Now this I say and testify in the Lord, that you must no longer walk as the Gentiles do, in the futility of their minds. They are darkened in their understanding, alienated from the life of God because of the ignorance that is in them, due to their hardness of heart. They have become callous and have given themselves up to sensuality, greedy to practice every kind of impurity. But that is not the way you learned Christ!—  assuming that you have heard about him and were taught in him, as the truth is in Jesus, to put off your old self, which belongs to your former manner of life and is corrupt through deceitful desires, and to be renewed in the spirit of your minds,  and to put on the new self, created after the likeness of God in true righteousness and holiness.-Ephesians 4:17-24

So I never desired it. Parents never did it. I don’t feel like I would be comfortable there because it is not in my nature. I am called to live set apart and that means to me that I don’t go to certain places like bars and lounges. A restaurant that has a bar is fine but that’s it. And if you try to invite me to one, I will politely decline.
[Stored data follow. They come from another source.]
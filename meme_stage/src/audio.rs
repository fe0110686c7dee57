//! Meme sound playback thread.
//!
//! Sounds are started and stopped through a command channel so the frame loop
//! never waits on the output device.  The thread reports what it did on a
//! second channel; the app drains it every tick for the status line.
//!
//! Real playback goes through `rodio` and is compiled only with the `audio`
//! feature.  Without it, or when no output device opens, sounds are logged or
//! dropped.

use std::fmt;
use std::path::{Path, PathBuf};
use std::sync::mpsc::{self, Receiver, Sender};
use std::thread::{self, JoinHandle};

use meme_rules::MemeDefinition;
use tracing::{debug, info};

use crate::lifecycle::IntentSink;

// ════════════════════════════════════════════════════════════════════════════
// SoundCommand: sent to the playback thread
// ════════════════════════════════════════════════════════════════════════════

#[derive(Clone, Debug, PartialEq)]
pub enum SoundCommand {
    /// Start `path`, replacing whatever is playing.
    Play { path: PathBuf, looping: bool },
    /// Silence the current sound.
    Stop,
    /// Output gain, clamped to `0.0..=1.0`.
    SetVolume(f32),
    /// Terminate the thread.
    Quit,
}

// ════════════════════════════════════════════════════════════════════════════
// SoundEvent: sent back from the playback thread
// ════════════════════════════════════════════════════════════════════════════

#[derive(Clone, Debug, PartialEq)]
pub enum SoundEvent {
    Started { path: PathBuf, looping: bool },
    Stopped { path: PathBuf },
    /// The file named by a `Play` was not there.
    Skipped { path: PathBuf },
    Volume(f32),
}

impl fmt::Display for SoundEvent {
    fn fmt(&self, f: &mut fmt::Formatter<'_>) -> fmt::Result {
        match self {
            SoundEvent::Started { path, looping: true } => write!(f, "sound: {} (loop)", file_name(path)),
            SoundEvent::Started { path, .. } => write!(f, "sound: {}", file_name(path)),
            SoundEvent::Stopped { .. }       => write!(f, "sound: stopped"),
            SoundEvent::Skipped { path }     => write!(f, "sound: missing {}", file_name(path)),
            SoundEvent::Volume(v)            => write!(f, "volume: {:.0}%", v * 100.0),
        }
    }
}

fn file_name(path: &Path) -> String {
    path.file_name()
        .map(|n| n.to_string_lossy().into_owned())
        .unwrap_or_else(|| path.display().to_string())
}

// ════════════════════════════════════════════════════════════════════════════
// SoundOut: abstraction over the output device
// ════════════════════════════════════════════════════════════════════════════

/// Opened on the player thread, so implementations need not be `Send`.
pub trait SoundOut {
    fn start(&mut self, path: &Path, looping: bool, volume: f32);
    fn stop(&mut self, path: &Path);
    fn set_volume(&mut self, volume: f32);
}

// ── silent backend (--no-sound) ───────────────────────────────────────────

pub struct NullOut;
impl SoundOut for NullOut {
    fn start(&mut self, _p: &Path, _l: bool, _v: f32) {}
    fn stop(&mut self, _p: &Path)                      {}
    fn set_volume(&mut self, _v: f32)                  {}
}

// ── tracing backend ───────────────────────────────────────────────────────

/// Logs every sound operation instead of driving a device.
pub struct TraceOut;
impl SoundOut for TraceOut {
    fn start(&mut self, path: &Path, looping: bool, volume: f32) {
        info!(path = %path.display(), looping, volume, "sound start");
    }
    fn stop(&mut self, path: &Path) {
        info!(path = %path.display(), "sound stop");
    }
    fn set_volume(&mut self, volume: f32) {
        debug!(volume, "sound volume");
    }
}

// ── rodio backend ─────────────────────────────────────────────────────────

#[cfg(feature = "audio")]
mod device {
    use std::fs::File;
    use std::io::BufReader;
    use std::path::Path;

    use rodio::{Decoder, OutputStream, OutputStreamHandle, Sink, Source};
    use tracing::{info, warn};

    use super::SoundOut;

    /// Plays through the default output device.  One sink per sound.
    pub struct RodioOut {
        _stream: OutputStream,
        handle:  OutputStreamHandle,
        sink:    Option<Sink>,
    }

    impl RodioOut {
        pub fn open() -> Option<Self> {
            match OutputStream::try_default() {
                Ok((stream, handle)) => {
                    info!("audio output device opened");
                    Some(RodioOut { _stream: stream, handle, sink: None })
                }
                Err(e) => {
                    warn!(error = %e, "no audio output device, sound disabled");
                    None
                }
            }
        }
    }

    impl SoundOut for RodioOut {
        fn start(&mut self, path: &Path, looping: bool, volume: f32) {
            self.stop(path);

            let file = match File::open(path) {
                Ok(f)  => f,
                Err(e) => { warn!(path = %path.display(), error = %e, "cannot open sound"); return; }
            };
            let source = match Decoder::new(BufReader::new(file)) {
                Ok(s)  => s,
                Err(e) => { warn!(path = %path.display(), error = %e, "cannot decode sound"); return; }
            };
            let sink = match Sink::try_new(&self.handle) {
                Ok(s)  => s,
                Err(e) => { warn!(error = %e, "cannot create audio sink"); return; }
            };

            sink.set_volume(volume);
            if looping {
                sink.append(source.repeat_infinite());
            } else {
                sink.append(source);
            }
            self.sink = Some(sink);
        }

        fn stop(&mut self, _path: &Path) {
            if let Some(sink) = self.sink.take() {
                sink.stop();
            }
        }

        fn set_volume(&mut self, volume: f32) {
            if let Some(sink) = &self.sink {
                sink.set_volume(volume);
            }
        }
    }
}

/// Which [`SoundOut`] the player thread drives.
#[derive(Clone, Copy, Debug, PartialEq, Eq)]
pub enum SoundBackend {
    Silent,
    Trace,
    /// The default output device; needs the `audio` feature.
    Device,
}

impl SoundBackend {
    /// What "sound on" means for this build.
    pub fn preferred() -> Self {
        if cfg!(feature = "audio") { SoundBackend::Device } else { SoundBackend::Trace }
    }

    fn open(self) -> Box<dyn SoundOut> {
        match self {
            SoundBackend::Silent => Box::new(NullOut),
            SoundBackend::Trace  => Box::new(TraceOut),
            SoundBackend::Device => open_device(),
        }
    }
}

#[cfg(feature = "audio")]
fn open_device() -> Box<dyn SoundOut> {
    match device::RodioOut::open() {
        Some(out) => Box::new(out),
        None      => Box::new(NullOut),
    }
}

#[cfg(not(feature = "audio"))]
fn open_device() -> Box<dyn SoundOut> {
    tracing::warn!("built without the `audio` feature, logging sounds instead");
    Box::new(TraceOut)
}

// ════════════════════════════════════════════════════════════════════════════
// SoundPlayer: handle to the playback thread
// ════════════════════════════════════════════════════════════════════════════

pub const DEFAULT_VOLUME: f32 = 0.7;

pub struct SoundPlayer {
    cmd_tx:   Sender<SoundCommand>,
    event_rx: Receiver<SoundEvent>,
    thread:   Option<JoinHandle<()>>,
}

impl SoundPlayer {
    /// The backend is opened on the player thread itself.
    pub fn spawn(backend: SoundBackend) -> Self {
        let (cmd_tx, cmd_rx) = mpsc::channel::<SoundCommand>();
        let (event_tx, event_rx) = mpsc::channel::<SoundEvent>();
        let thread = thread::spawn(move || player_thread(backend.open(), cmd_rx, event_tx));
        SoundPlayer { cmd_tx, event_rx, thread: Some(thread) }
    }

    pub fn play(&self, path: impl Into<PathBuf>, looping: bool) {
        let _ = self.cmd_tx.send(SoundCommand::Play { path: path.into(), looping });
    }
    pub fn stop(&self) { let _ = self.cmd_tx.send(SoundCommand::Stop); }

    pub fn set_volume(&self, volume: f32) {
        let _ = self.cmd_tx.send(SoundCommand::SetVolume(volume));
    }

    /// Drain pending events (non-blocking).
    pub fn drain_events(&self) -> Vec<SoundEvent> {
        self.event_rx.try_iter().collect()
    }

    /// Stop the thread and wait for it.  Events sent before exit stay
    /// readable through [`drain_events`](Self::drain_events).
    pub fn shutdown(&mut self) {
        let _ = self.cmd_tx.send(SoundCommand::Quit);
        if let Some(handle) = self.thread.take() {
            let _ = handle.join();
        }
    }
}

impl Drop for SoundPlayer {
    fn drop(&mut self) { self.shutdown(); }
}

impl IntentSink for SoundPlayer {
    fn activate(&mut self, meme: &MemeDefinition) {
        if let Some(sound) = &meme.sound {
            self.play(&sound.path, meme.loop_sound);
        }
    }

    fn deactivate(&mut self) { self.stop(); }
}

// ════════════════════════════════════════════════════════════════════════════
// player_thread: the command loop
// ════════════════════════════════════════════════════════════════════════════

fn player_thread(
    mut out:  Box<dyn SoundOut>,
    cmd_rx:   Receiver<SoundCommand>,
    event_tx: Sender<SoundEvent>,
) {
    let mut volume = DEFAULT_VOLUME;
    let mut current: Option<PathBuf> = None;

    out.set_volume(volume);

    for cmd in cmd_rx {
        match cmd {
            SoundCommand::Play { path, looping } => {
                if let Some(prev) = current.take() {
                    out.stop(&prev);
                    let _ = event_tx.send(SoundEvent::Stopped { path: prev });
                }
                if !path.is_file() {
                    debug!(path = %path.display(), "sound file missing, skipping");
                    let _ = event_tx.send(SoundEvent::Skipped { path });
                    continue;
                }
                out.start(&path, looping, volume);
                let _ = event_tx.send(SoundEvent::Started { path: path.clone(), looping });
                current = Some(path);
            }
            SoundCommand::Stop => {
                if let Some(prev) = current.take() {
                    out.stop(&prev);
                    let _ = event_tx.send(SoundEvent::Stopped { path: prev });
                }
            }
            SoundCommand::SetVolume(v) => {
                volume = clamp_volume(v);
                out.set_volume(volume);
                let _ = event_tx.send(SoundEvent::Volume(volume));
            }
            SoundCommand::Quit => break,
        }
    }

    if let Some(prev) = current {
        out.stop(&prev);
    }
}

fn clamp_volume(v: f32) -> f32 {
    if v.is_nan() { 0.0 } else { v.clamp(0.0, 1.0) }
}

// ════════════════════════════════════════════════════════════════════════════
// Tests
// ════════════════════════════════════════════════════════════════════════════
Am I still tempted anyways? Of course, I am human. But God does not give me more than I can bear. I can always find a way out through Him.

Like I said, these are the ones I am questioned about the most. I have strong convictions about them. Not every person is the same. We are all a work in progress.  God convicts us all in different ways on different subjects.  We will not be perfect until He comes back.

Not preaching but saying that I encourage you to keep trying and ask God to help you. He will do it but you must be committed to Him first. You can do it. I believe in you and He believes in you too.